◆ ACTIVITY ◆
Lines in the records below that contain the word "persist" must each be copied.

Dataset entries:
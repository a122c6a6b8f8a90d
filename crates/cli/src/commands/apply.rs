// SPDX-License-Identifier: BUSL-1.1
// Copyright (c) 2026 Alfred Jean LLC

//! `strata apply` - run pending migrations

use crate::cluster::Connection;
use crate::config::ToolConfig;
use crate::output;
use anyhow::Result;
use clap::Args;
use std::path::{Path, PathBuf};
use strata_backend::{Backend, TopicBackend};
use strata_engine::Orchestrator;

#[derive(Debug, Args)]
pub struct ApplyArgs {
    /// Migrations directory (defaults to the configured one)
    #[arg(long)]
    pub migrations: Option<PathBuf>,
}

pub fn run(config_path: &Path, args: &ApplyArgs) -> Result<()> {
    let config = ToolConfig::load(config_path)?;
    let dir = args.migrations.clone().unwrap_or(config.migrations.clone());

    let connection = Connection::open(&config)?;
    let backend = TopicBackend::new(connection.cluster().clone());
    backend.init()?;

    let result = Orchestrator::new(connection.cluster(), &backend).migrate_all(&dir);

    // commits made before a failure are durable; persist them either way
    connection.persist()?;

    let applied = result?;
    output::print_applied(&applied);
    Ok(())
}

---

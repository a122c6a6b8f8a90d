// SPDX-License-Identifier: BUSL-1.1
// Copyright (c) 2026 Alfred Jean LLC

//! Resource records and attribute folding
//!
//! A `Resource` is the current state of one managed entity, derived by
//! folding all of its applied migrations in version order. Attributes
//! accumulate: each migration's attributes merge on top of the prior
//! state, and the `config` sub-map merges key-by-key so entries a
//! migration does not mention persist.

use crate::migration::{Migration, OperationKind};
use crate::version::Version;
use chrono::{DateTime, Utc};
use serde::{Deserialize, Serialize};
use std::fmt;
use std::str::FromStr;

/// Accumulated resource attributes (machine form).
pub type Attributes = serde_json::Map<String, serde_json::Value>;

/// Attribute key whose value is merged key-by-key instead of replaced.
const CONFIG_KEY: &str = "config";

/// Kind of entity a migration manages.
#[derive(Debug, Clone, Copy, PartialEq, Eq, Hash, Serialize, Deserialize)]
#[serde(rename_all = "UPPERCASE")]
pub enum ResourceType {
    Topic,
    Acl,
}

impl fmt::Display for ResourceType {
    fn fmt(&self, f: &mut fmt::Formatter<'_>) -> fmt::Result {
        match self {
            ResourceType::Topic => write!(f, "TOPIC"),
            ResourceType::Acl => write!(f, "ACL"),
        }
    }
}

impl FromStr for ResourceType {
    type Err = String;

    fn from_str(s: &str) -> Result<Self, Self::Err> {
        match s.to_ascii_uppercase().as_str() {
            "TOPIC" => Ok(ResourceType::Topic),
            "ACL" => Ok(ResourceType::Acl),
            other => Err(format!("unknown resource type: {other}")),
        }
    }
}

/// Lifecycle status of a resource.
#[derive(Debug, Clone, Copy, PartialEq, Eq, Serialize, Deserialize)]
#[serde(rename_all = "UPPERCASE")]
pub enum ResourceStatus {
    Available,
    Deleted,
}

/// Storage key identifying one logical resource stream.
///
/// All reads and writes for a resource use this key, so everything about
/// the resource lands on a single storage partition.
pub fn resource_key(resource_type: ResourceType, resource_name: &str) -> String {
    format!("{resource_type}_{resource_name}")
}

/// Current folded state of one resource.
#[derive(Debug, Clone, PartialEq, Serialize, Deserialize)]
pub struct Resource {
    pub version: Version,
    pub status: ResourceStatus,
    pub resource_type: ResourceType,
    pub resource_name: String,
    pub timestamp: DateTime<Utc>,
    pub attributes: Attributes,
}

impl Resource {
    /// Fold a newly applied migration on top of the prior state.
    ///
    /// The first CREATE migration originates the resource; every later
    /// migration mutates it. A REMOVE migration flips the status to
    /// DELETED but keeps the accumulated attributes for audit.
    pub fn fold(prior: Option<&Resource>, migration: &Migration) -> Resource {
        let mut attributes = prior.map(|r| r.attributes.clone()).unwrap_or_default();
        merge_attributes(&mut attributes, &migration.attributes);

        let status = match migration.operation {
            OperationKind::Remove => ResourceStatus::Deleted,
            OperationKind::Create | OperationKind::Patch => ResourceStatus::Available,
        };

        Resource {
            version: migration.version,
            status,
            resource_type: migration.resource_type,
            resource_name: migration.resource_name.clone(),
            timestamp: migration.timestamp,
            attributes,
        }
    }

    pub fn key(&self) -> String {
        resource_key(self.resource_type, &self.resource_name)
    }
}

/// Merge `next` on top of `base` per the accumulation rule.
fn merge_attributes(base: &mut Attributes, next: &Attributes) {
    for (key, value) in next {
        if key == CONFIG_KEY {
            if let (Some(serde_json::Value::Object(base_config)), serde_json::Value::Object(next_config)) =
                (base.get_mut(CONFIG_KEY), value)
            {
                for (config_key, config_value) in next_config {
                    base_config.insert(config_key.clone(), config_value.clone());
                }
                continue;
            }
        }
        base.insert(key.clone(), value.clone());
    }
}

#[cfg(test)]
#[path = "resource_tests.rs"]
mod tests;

◆ RESULT ◆
    // commits made before a failure are durable; persist them either way
    connection.persist()?;
//! migration does not mention persist.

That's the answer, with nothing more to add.